╭──
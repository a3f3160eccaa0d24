//! Mermaid sequence diagram renderer
//!
//! Walks a trace tree and emits Mermaid `sequenceDiagram` text.
//!
//! A callee is activated only when something is drawn beneath it: its
//! internal calls (unless chain details are hidden) or the next link of a
//! fluent chain. Chain links are drawn from the previous callee so the
//! chain grows along one lifeline. Control-flow fragments become
//! `alt`/`else`, `loop` and `opt` frames closed by `end`.
//!
//! The render-time filter is applied again here, so a diagram can hide
//! calls that the trace still followed.
//!
//! @module trace/output/mermaid

use std::collections::{HashMap, HashSet};

use super::{DiagramRenderer, TraceResult};
use crate::trace::ast::Annotation;
use crate::trace::config::SequenceOutputConfig;
use crate::trace::index::TypeIndex;
use crate::trace::method_id::{safe_mermaid_id, simple_class_name, strip_generics, MethodId};
use crate::trace::types::{
    ControlFlowFragment, DiagramNode, FragmentKind, FragmentPart, Interaction,
};

/// Name of the external actor that invokes the entry point
const ACTOR: &str = "User";

const INDENT: &str = "  ";

// =============================================================================
// OUTPUT BUFFER
// =============================================================================

/// Diagram text under construction.
///
/// Declarations are collected separately and hoisted above the body.
#[derive(Debug, Default)]
struct MermaidOutput {
    declarations: Vec<String>,
    declared: HashSet<String>,
    body: Vec<String>,
    level: usize,
    activations: HashMap<String, usize>,
}

impl MermaidOutput {
    fn actor(&mut self, id: &str, display: &str) {
        if self.declared.insert(id.to_string()) {
            if id == display {
                self.declarations.push(format!("actor {}", id));
            } else {
                self.declarations.push(format!("actor {} as {}", id, display));
            }
        }
    }

    fn participant(&mut self, id: &str, display: &str) {
        if self.declared.insert(id.to_string()) {
            self.declarations
                .push(format!("participant {} as {}", id, display));
        }
    }

    fn line(&mut self, text: &str) {
        self.body
            .push(format!("{}{}", INDENT.repeat(self.level), text));
    }

    fn call(&mut self, from: &str, to: &str, label: &str) {
        self.line(&format!("{}->>{}: {}", from, to, label));
    }

    fn note(&mut self, id: &str, text: &str) {
        self.line(&format!("Note over {}: {}", id, text));
    }

    fn activate(&mut self, id: &str) {
        self.line(&format!("activate {}", id));
        *self.activations.entry(id.to_string()).or_default() += 1;
        self.level += 1;
    }

    fn deactivate(&mut self, id: &str) {
        let Some(count) = self.activations.get_mut(id).filter(|c| **c > 0) else {
            return;
        };
        *count -= 1;
        self.level = self.level.saturating_sub(1);
        self.line(&format!("deactivate {}", id));
    }

    fn open(&mut self, keyword: &str, label: &str) {
        self.line(&labelled(keyword, label));
        self.level += 1;
    }

    fn separator(&mut self, keyword: &str, label: &str) {
        let line = labelled(keyword, label);
        self.level = self.level.saturating_sub(1);
        self.line(&line);
        self.level += 1;
    }

    fn close(&mut self) {
        self.level = self.level.saturating_sub(1);
        self.line("end");
    }

    fn finish(self) -> String {
        let mut out = String::from("sequenceDiagram\n");
        for line in self.declarations.iter().chain(&self.body) {
            out.push_str(INDENT);
            out.push_str(line);
            out.push('\n');
        }
        out
    }
}

fn labelled(keyword: &str, label: &str) -> String {
    let label = sanitize(label);
    if label.is_empty() {
        keyword.to_string()
    } else {
        format!("{} {}", keyword, label)
    }
}

// =============================================================================
// RENDERER
// =============================================================================

/// Mermaid sequence diagram renderer
pub struct MermaidRenderer<'a> {
    config: SequenceOutputConfig,
    index: Option<&'a TypeIndex>,
}

impl<'a> MermaidRenderer<'a> {
    pub fn new(config: SequenceOutputConfig) -> Self {
        Self {
            config,
            index: None,
        }
    }

    /// Look up annotations and consult index-aware filters while rendering
    pub fn with_index(mut self, index: &'a TypeIndex) -> Self {
        self.index = Some(index);
        self
    }

    fn is_excluded(&self, interaction: &Interaction) -> bool {
        self.config.filter.should_exclude_call(
            &interaction.callee,
            &interaction.method_name,
            self.index,
        )
    }

    /// Whether rendering `nodes` would draw anything
    fn draws_any(&self, nodes: &[DiagramNode]) -> bool {
        nodes.iter().any(|node| match node {
            DiagramNode::Interaction(i) => !self.is_excluded(i),
            DiagramNode::Fragment(_) => true,
        })
    }

    fn render_nodes(&self, out: &mut MermaidOutput, caller_id: &str, nodes: &[DiagramNode]) {
        for node in nodes {
            match node {
                DiagramNode::Interaction(interaction) => {
                    self.render_interaction(out, caller_id, interaction)
                }
                DiagramNode::Fragment(fragment) => {
                    self.render_fragment(out, caller_id, fragment, true)
                }
            }
        }
    }

    fn render_interaction(&self, out: &mut MermaidOutput, caller_id: &str, interaction: &Interaction) {
        if self.is_excluded(interaction) {
            return;
        }
        let callee_type = strip_generics(&interaction.callee);
        let callee_id = safe_mermaid_id(&callee_type);

        out.participant(&callee_id, &callee_type);
        out.call(caller_id, &callee_id, &call_label(interaction));
        self.method_notes(out, &callee_id, &interaction.callee_method_id());

        let show_internal = !self.config.hide_details_in_chain_expression
            && self.draws_any(&interaction.internal_calls);
        let next = interaction
            .next_chained_call
            .as_deref()
            .filter(|next| !self.is_excluded(next));

        if !show_internal && next.is_none() {
            return;
        }
        out.activate(&callee_id);
        if show_internal {
            self.render_nodes(out, &callee_id, &interaction.internal_calls);
        }
        if let Some(next) = next {
            self.render_interaction(out, &callee_id, next);
        }
        out.deactivate(&callee_id);
    }

    /// Draw a fragment. Alternatives of an `alt` continue its frame as
    /// `else` separators; only the frame opener emits `end`.
    fn render_fragment(
        &self,
        out: &mut MermaidOutput,
        caller_id: &str,
        fragment: &ControlFlowFragment,
        opens_frame: bool,
    ) {
        let opens_frame = opens_frame || fragment.kind != FragmentKind::Alternative;
        match (fragment.kind, opens_frame) {
            (FragmentKind::Loop, _) => out.open("loop", &fragment.condition),
            (FragmentKind::Optional, _) => out.open("opt", &fragment.condition),
            (FragmentKind::Alternative, true) => out.open("alt", &fragment.condition),
            (FragmentKind::Alternative, false) => out.separator("else", &fragment.condition),
        }

        if !self.config.hide_details_in_conditionals {
            for part in fragment.parts_in_order() {
                match part {
                    FragmentPart::Call(interaction) => {
                        self.render_interaction(out, caller_id, interaction)
                    }
                    FragmentPart::Block(nested) => self.render_fragment(out, caller_id, nested, true),
                }
            }
        }

        for alternative in &fragment.alternatives {
            self.render_fragment(out, caller_id, alternative, false);
        }

        if opens_frame {
            out.close();
        }
    }

    /// Annotation notes for a type and method, when an index is attached
    fn type_notes(&self, out: &mut MermaidOutput, id: &str, type_fqn: &str) {
        let Some(data) = self.index.and_then(|index| index.get(type_fqn)) else {
            return;
        };
        if let Some(decl) = data.find_type(type_fqn) {
            for annotation in &decl.annotations {
                out.note(id, &format_annotation(annotation));
            }
        }
    }

    fn method_notes(&self, out: &mut MermaidOutput, id: &str, method_id: &MethodId) {
        let Some(data) = self.index.and_then(|index| index.get(method_id.type_fqn())) else {
            return;
        };
        if let Some(method) = data.find_method(method_id) {
            for annotation in &method.annotations {
                out.note(id, &format_annotation(annotation));
            }
        }
    }
}

impl DiagramRenderer for MermaidRenderer<'_> {
    fn render(&self, result: &TraceResult) -> String {
        let mut out = MermaidOutput::default();
        let entry = &result.entry_point;
        let entry_type = strip_generics(entry.type_fqn());
        let entry_id = safe_mermaid_id(&entry_type);

        let actor_id = actor_id(result);
        out.actor(&actor_id, ACTOR);
        out.participant(&entry_id, &entry_type);
        out.call(&actor_id, &entry_id, &format!("{}()", entry.method_name()));
        self.type_notes(&mut out, &entry_id, &entry_type);
        self.method_notes(&mut out, &entry_id, entry);

        out.activate(&entry_id);
        self.render_nodes(&mut out, &entry_id, &result.nodes);
        out.deactivate(&entry_id);

        out.finish()
    }

    fn format_name(&self) -> &'static str {
        "mermaid"
    }
}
╰──
**WORK ORDER:**
Where the word "annotations" is present in a line of the listing, copy that line.

**SOLUTION TO THE EXERCISE:**
    /// Look up annotations and consult index-aware filters while rendering
            for annotation in &decl.annotations {
            for annotation in &method.annotations {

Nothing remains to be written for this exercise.